● Required action:
Which lines of the data hold the word "ShelterError"? Copy all of them.

===== Records provided =====

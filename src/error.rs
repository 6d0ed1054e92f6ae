//! Error types for the shelter core.
//!
//! Every rejection is detected before the climate is touched, so an `Err`
//! from any operation here means nothing changed and the caller may retry
//! with corrected input. A boundary breach is not an error; it travels on the
//! [`AdjustmentDirective`](crate::boundary::AdjustmentDirective).

use crate::ids::{AgentRef, SeedlingId};

/// Why an event was rejected as malformed.
#[derive(Debug, Clone, Copy, PartialEq, thiserror::Error)]
pub enum InvalidEvent {
    /// Intensity was NaN or outside [0.0, 1.0].
    #[error("intensity {intensity} outside [0, 1]")]
    IntensityOutOfRange {
        /// The offending intensity.
        intensity: f32,
    },

    /// A care event targeted a seedling the shelter does not know.
    #[error("unknown target seedling {0}")]
    UnknownTarget(SeedlingId),

    /// The emotion event came from a seedling other than the one the care
    /// event targeted in the same cycle.
    #[error("emotion from seedling {actual} but care targeted seedling {expected}")]
    EmotionSourceMismatch {
        /// Seedling the care event targeted.
        expected: SeedlingId,
        /// Seedling that sent the emotion event.
        actual: SeedlingId,
    },
}

/// Errors returned by [`Shelter`](crate::shelter::Shelter) and
/// [`ClimateEngine`](crate::engine::ClimateEngine).
#[derive(Debug, Clone, PartialEq, thiserror::Error)]
pub enum ShelterError {
    /// Malformed intensity or unknown target.
    #[error("invalid event: {0}")]
    InvalidEvent(#[from] InvalidEvent),

    /// Event from an agent never added to the shelter.
    #[error("unregistered agent: {0}")]
    UnregisteredAgent(AgentRef),

    /// The agent was already added to this shelter.
    #[error("agent already registered: {0}")]
    AlreadyRegistered(AgentRef),

    /// A policy threshold was NaN or infinite.
    #[error("safety floor {value} is not a finite number")]
    InvalidThreshold {
        /// The rejected value.
        value: f32,
    },
}

impl ShelterError {
    /// `true` for the [`ShelterError::InvalidEvent`] family.
    pub fn is_invalid_event(&self) -> bool {
        matches!(self, ShelterError::InvalidEvent(_))
    }
}

/// Reject intensities outside [0.0, 1.0]. NaN fails the range check.
pub(crate) fn check_intensity(intensity: f32) -> Result<f32, InvalidEvent> {
    if (0.0..=1.0).contains(&intensity) {
        Ok(intensity)
    } else {
        Err(InvalidEvent::IntensityOutOfRange { intensity })
    }
}

#[cfg(test)]
mod tests {
    use super::*;

    #[test]
    fn test_check_intensity_bounds() {
        assert_eq!(check_intensity(0.0), Ok(0.0));
        assert_eq!(check_intensity(1.0), Ok(1.0));
        assert!(check_intensity(-0.01).is_err());
        assert!(check_intensity(1.01).is_err());
        assert!(check_intensity(f32::NAN).is_err());
        assert!(check_intensity(f32::INFINITY).is_err());
    }

    #[test]
    fn test_invalid_event_converts_into_shelter_error() {
        let err: ShelterError = InvalidEvent::IntensityOutOfRange { intensity: 2.0 }.into();
        assert!(err.is_invalid_event());
        assert_eq!(err.to_string(), "invalid event: intensity 2 outside [0, 1]");
    }

    #[test]
    fn test_invalid_threshold_message() {
        let err = ShelterError::InvalidThreshold { value: f32::INFINITY };
        assert!(!err.is_invalid_event());
        assert_eq!(err.to_string(), "safety floor inf is not a finite number");
    }

    #[test]
    fn test_unregistered_is_not_invalid_event() {
        let err = ShelterError::UnregisteredAgent(AgentRef::Seedling(SeedlingId::new()));
        assert!(!err.is_invalid_event());
        assert!(err.to_string().starts_with("unregistered agent: seedling "));
    }
}
//! Recent-cycle records and the emotional summary built from them.
//!
//! The shelter keeps the last few [`CycleRecord`]s in a fixed-capacity ring;
//! [`ClimateSummary`] digests that window. Nothing here is persisted. Callers
//! that want history beyond the window log the records themselves.

use crate::boundary::SafetyVerdict;
use crate::climate::ClimateState;
use crate::event::{EmotionKind, EMOTION_KINDS};

/// One completed care cycle, as seen by the shelter.
#[derive(Clone, Copy, Debug, PartialEq)]
#[cfg_attr(feature = "serde", derive(serde::Serialize, serde::Deserialize))]
pub struct CycleRecord {
    /// Cycle count after this cycle.
    pub cycle: u64,
    /// Intensity of the care event.
    pub care_intensity: f32,
    /// Kind of the emotion event.
    pub emotion_kind: EmotionKind,
    /// Intensity of the emotion event.
    pub emotion_intensity: f32,
    /// `true` when no emotion was supplied and the neutral stand-in was used.
    pub implicit_emotion: bool,
    /// Verdict at the end of the cycle.
    pub verdict: SafetyVerdict,
    /// Climate at the end of the cycle.
    pub climate: ClimateState,
}

/// Digest of the shelter's recent-cycle window.
///
/// Emotion statistics count only emotions that were actually reported;
/// neutral stand-ins for missing responses are left out.
#[derive(Clone, Debug, PartialEq)]
#[cfg_attr(feature = "serde", derive(serde::Serialize, serde::Deserialize))]
pub struct ClimateSummary {
    /// Cycles in the window.
    pub cycles: usize,
    /// Reported emotions per kind, indexed by [`EmotionKind::index`].
    pub emotion_counts: [u32; EMOTION_KINDS],
    /// Most frequently reported emotion. Ties go to the earlier kind.
    pub dominant_emotion: Option<EmotionKind>,
    /// Mean intensity of reported emotions (0.0 if none).
    pub average_emotion_intensity: f32,
    /// Mean care intensity (0.0 if no cycles).
    pub average_care_intensity: f32,
    /// Cycles that ended in warning.
    pub warning_count: u32,
    /// Cycles that ended in breach.
    pub breach_count: u32,
    /// Current climate.
    pub climate: ClimateState,
}

impl ClimateSummary {
    /// Summarise `records` (oldest first) against the current `climate`.
    pub fn from_records<'a, I>(records: I, climate: ClimateState) -> Self
    where
        I: IntoIterator<Item = &'a CycleRecord>,
    {
        let mut cycles = 0usize;
        let mut emotion_counts = [0u32; EMOTION_KINDS];
        let mut reported = 0u32;
        let mut emotion_total = 0.0f32;
        let mut care_total = 0.0f32;
        let mut warning_count = 0u32;
        let mut breach_count = 0u32;

        for r in records {
            cycles += 1;
            care_total += r.care_intensity;
            if !r.implicit_emotion {
                emotion_counts[r.emotion_kind.index()] += 1;
                reported += 1;
                emotion_total += r.emotion_intensity;
            }
            match r.verdict {
                SafetyVerdict::Safe => {}
                SafetyVerdict::Warning => warning_count += 1,
                SafetyVerdict::Breach => breach_count += 1,
            }
        }

        let mut dominant_emotion = None;
        let mut best = 0u32;
        for kind in EmotionKind::ALL {
            let n = emotion_counts[kind.index()];
            if n > best {
                best = n;
                dominant_emotion = Some(kind);
            }
        }

        Self {
            cycles,
            emotion_counts,
            dominant_emotion,
            average_emotion_intensity: if reported > 0 { emotion_total / reported as f32 } else { 0.0 },
            average_care_intensity: if cycles > 0 { care_total / cycles as f32 } else { 0.0 },
            warning_count,
            breach_count,
            climate,
        }
    }

    /// Reported emotions of one kind.
    pub fn count(&self, kind: EmotionKind) -> u32 {
        self.emotion_counts[kind.index()]
    }
}

#[cfg(test)]
mod tests {
    use super::*;

    fn record(cycle: u64, kind: EmotionKind, intensity: f32, implicit: bool, verdict: SafetyVerdict) -> CycleRecord {
        CycleRecord {
            cycle,
            care_intensity: 0.5,
            emotion_kind: kind,
            emotion_intensity: intensity,
            implicit_emotion: implicit,
            verdict,
            climate: ClimateState::new(),
        }
    }

    #[test]
    fn test_empty_window() {
        let s = ClimateSummary::from_records(core::iter::empty(), ClimateState::new());
        assert_eq!(s.cycles, 0);
        assert_eq!(s.dominant_emotion, None);
        assert_eq!(s.average_emotion_intensity, 0.0);
        assert_eq!(s.average_care_intensity, 0.0);
    }

    #[test]
    fn test_counts_and_dominant() {
        let records = [
            record(1, EmotionKind::Joy, 0.8, false, SafetyVerdict::Safe),
            record(2, EmotionKind::Fear, 0.4, false, SafetyVerdict::Warning),
            record(3, EmotionKind::Joy, 0.6, false, SafetyVerdict::Safe),
            record(4, EmotionKind::Calm, 0.0, true, SafetyVerdict::Breach),
        ];
        let s = ClimateSummary::from_records(&records, ClimateState::new());
        assert_eq!(s.cycles, 4);
        assert_eq!(s.count(EmotionKind::Joy), 2);
        assert_eq!(s.count(EmotionKind::Fear), 1);
        assert_eq!(s.count(EmotionKind::Calm), 0, "implicit emotions are not counted");
        assert_eq!(s.dominant_emotion, Some(EmotionKind::Joy));
        assert!((s.average_emotion_intensity - 0.6).abs() < 1e-6);
        assert!((s.average_care_intensity - 0.5).abs() < 1e-6);
        assert_eq!(s.warning_count, 1);
        assert_eq!(s.breach_count, 1);
    }
}
pub mod catalog;
pub mod config;
pub mod render;
pub mod server;
pub mod store;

=====

● Written reply:
pub enum ShelterError {
impl ShelterError {
    /// `true` for the [`ShelterError::InvalidEvent`] family.
        matches!(self, ShelterError::InvalidEvent(_))
        let err: ShelterError = InvalidEvent::IntensityOutOfRange { intensity: 2.0 }.into();
        let err = ShelterError::InvalidThreshold { value: f32::INFINITY };
        let err = ShelterError::UnregisteredAgent(AgentRef::Seedling(SeedlingId::new()));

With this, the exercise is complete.